## WORK REQUEST:
Beginning with the line that contains "return Resampling::Year;", output each line below exactly through the last one, both included, and nothing else.

═══ GIVEN RECORDS

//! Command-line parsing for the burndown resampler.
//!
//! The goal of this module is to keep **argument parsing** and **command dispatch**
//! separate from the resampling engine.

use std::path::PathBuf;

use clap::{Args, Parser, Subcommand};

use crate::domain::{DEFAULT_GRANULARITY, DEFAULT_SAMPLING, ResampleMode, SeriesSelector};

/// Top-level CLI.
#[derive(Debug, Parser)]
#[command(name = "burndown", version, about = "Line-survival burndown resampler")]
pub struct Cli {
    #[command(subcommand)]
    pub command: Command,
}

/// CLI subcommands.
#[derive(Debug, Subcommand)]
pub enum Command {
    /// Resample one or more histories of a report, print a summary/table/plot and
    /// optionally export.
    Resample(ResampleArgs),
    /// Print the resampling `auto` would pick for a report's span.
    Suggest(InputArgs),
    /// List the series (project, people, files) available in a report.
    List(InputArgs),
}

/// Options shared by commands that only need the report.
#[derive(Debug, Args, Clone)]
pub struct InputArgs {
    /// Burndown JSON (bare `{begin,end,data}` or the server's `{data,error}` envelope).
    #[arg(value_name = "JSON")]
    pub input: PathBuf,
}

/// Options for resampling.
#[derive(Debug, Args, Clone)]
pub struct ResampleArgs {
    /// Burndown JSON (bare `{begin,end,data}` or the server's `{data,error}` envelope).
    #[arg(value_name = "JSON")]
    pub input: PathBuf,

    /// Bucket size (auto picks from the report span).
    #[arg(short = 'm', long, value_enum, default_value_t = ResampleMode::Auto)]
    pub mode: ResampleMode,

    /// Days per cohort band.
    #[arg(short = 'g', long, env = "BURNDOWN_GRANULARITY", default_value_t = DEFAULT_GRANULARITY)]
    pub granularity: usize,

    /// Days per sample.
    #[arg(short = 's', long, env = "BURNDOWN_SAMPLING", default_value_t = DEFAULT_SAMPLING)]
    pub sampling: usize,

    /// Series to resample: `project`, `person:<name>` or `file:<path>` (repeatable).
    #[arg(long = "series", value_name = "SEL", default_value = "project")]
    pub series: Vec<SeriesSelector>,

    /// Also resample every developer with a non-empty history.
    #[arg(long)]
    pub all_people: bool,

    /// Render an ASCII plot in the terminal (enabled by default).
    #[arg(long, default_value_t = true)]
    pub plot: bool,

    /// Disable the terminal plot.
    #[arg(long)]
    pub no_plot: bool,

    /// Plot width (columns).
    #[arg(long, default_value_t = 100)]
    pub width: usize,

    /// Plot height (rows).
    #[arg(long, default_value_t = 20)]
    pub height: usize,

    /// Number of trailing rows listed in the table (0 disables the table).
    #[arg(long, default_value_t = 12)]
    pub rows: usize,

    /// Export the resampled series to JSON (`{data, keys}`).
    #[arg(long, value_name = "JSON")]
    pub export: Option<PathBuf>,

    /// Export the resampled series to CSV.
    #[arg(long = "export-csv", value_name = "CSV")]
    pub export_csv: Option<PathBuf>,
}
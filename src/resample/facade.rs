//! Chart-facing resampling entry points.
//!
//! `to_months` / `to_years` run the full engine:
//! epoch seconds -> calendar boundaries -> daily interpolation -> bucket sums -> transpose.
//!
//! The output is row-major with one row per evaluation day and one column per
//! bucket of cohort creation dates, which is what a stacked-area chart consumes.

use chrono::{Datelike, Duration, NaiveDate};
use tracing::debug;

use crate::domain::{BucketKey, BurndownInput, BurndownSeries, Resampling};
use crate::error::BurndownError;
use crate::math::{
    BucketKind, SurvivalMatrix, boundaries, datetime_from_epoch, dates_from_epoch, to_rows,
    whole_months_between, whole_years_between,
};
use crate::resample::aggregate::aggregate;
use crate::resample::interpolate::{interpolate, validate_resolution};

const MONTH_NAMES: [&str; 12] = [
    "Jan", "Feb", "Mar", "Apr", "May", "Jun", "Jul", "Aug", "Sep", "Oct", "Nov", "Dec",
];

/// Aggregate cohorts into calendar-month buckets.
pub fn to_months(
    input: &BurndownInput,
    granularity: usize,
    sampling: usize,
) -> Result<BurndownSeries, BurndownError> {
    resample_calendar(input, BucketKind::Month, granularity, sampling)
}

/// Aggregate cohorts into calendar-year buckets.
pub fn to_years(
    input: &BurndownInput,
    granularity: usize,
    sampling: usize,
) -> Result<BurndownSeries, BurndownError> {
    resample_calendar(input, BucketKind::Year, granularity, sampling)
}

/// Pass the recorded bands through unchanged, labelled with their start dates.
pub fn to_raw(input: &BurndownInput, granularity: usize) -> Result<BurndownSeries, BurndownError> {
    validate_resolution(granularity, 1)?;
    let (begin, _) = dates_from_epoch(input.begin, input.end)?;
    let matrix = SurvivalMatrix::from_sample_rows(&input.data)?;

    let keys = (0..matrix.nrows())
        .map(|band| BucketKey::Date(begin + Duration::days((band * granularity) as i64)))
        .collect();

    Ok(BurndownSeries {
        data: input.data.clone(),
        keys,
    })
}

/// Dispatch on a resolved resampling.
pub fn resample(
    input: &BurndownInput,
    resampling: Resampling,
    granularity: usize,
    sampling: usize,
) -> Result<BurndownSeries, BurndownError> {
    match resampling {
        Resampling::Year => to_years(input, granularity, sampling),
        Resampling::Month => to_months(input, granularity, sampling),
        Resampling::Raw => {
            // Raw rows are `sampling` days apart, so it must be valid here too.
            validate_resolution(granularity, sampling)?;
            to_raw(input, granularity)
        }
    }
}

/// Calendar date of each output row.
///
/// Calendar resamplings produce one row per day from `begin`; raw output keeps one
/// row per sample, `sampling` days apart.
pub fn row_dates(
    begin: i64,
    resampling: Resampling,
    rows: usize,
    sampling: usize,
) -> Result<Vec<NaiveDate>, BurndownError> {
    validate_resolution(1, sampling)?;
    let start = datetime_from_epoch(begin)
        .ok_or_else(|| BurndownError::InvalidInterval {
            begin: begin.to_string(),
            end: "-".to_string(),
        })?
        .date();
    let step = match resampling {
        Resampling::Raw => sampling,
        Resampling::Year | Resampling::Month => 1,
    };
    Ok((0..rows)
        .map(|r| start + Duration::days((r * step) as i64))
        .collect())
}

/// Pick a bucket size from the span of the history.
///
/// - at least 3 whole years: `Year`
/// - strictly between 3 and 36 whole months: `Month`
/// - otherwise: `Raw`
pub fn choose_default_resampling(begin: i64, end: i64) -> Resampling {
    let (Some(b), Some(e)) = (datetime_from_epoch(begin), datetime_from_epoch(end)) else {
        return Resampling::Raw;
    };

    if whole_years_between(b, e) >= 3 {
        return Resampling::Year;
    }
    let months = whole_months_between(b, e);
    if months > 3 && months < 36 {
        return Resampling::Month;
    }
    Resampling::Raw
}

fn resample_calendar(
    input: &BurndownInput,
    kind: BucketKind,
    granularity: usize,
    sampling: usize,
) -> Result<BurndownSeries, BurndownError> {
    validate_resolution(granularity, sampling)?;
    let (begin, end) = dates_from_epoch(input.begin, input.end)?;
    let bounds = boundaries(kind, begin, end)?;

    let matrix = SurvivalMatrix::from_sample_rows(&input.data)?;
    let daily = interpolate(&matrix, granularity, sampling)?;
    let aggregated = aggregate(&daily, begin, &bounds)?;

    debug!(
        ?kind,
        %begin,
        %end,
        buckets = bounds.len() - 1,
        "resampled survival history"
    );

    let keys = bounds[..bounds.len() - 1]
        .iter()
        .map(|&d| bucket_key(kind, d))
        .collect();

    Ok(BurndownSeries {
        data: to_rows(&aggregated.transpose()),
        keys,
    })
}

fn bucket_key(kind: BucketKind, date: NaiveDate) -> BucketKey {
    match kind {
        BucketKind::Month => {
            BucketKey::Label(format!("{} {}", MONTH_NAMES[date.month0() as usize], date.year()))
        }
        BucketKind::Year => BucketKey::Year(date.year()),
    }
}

══════

## ANSWER FOR THIS EXERCISE:
        return Resampling::Year;
    }
    let months = whole_months_between(b, e);
    if months > 3 && months < 36 {
        return Resampling::Month;
    }
    Resampling::Raw
}

fn resample_calendar(
    input: &BurndownInput,
    kind: BucketKind,
    granularity: usize,
    sampling: usize,
) -> Result<BurndownSeries, BurndownError> {
    validate_resolution(granularity, sampling)?;
    let (begin, end) = dates_from_epoch(input.begin, input.end)?;
    let bounds = boundaries(kind, begin, end)?;

    let matrix = SurvivalMatrix::from_sample_rows(&input.data)?;
    let daily = interpolate(&matrix, granularity, sampling)?;
    let aggregated = aggregate(&daily, begin, &bounds)?;

    debug!(
        ?kind,
        %begin,
        %end,
        buckets = bounds.len() - 1,
        "resampled survival history"
    );

    let keys = bounds[..bounds.len() - 1]
        .iter()
        .map(|&d| bucket_key(kind, d))
        .collect();

    Ok(BurndownSeries {
        data: to_rows(&aggregated.transpose()),
        keys,
    })
}

fn bucket_key(kind: BucketKind, date: NaiveDate) -> BucketKey {
    match kind {
        BucketKind::Month => {
            BucketKey::Label(format!("{} {}", MONTH_NAMES[date.month0() as usize], date.year()))
        }
        BucketKind::Year => BucketKey::Year(date.year()),
    }
}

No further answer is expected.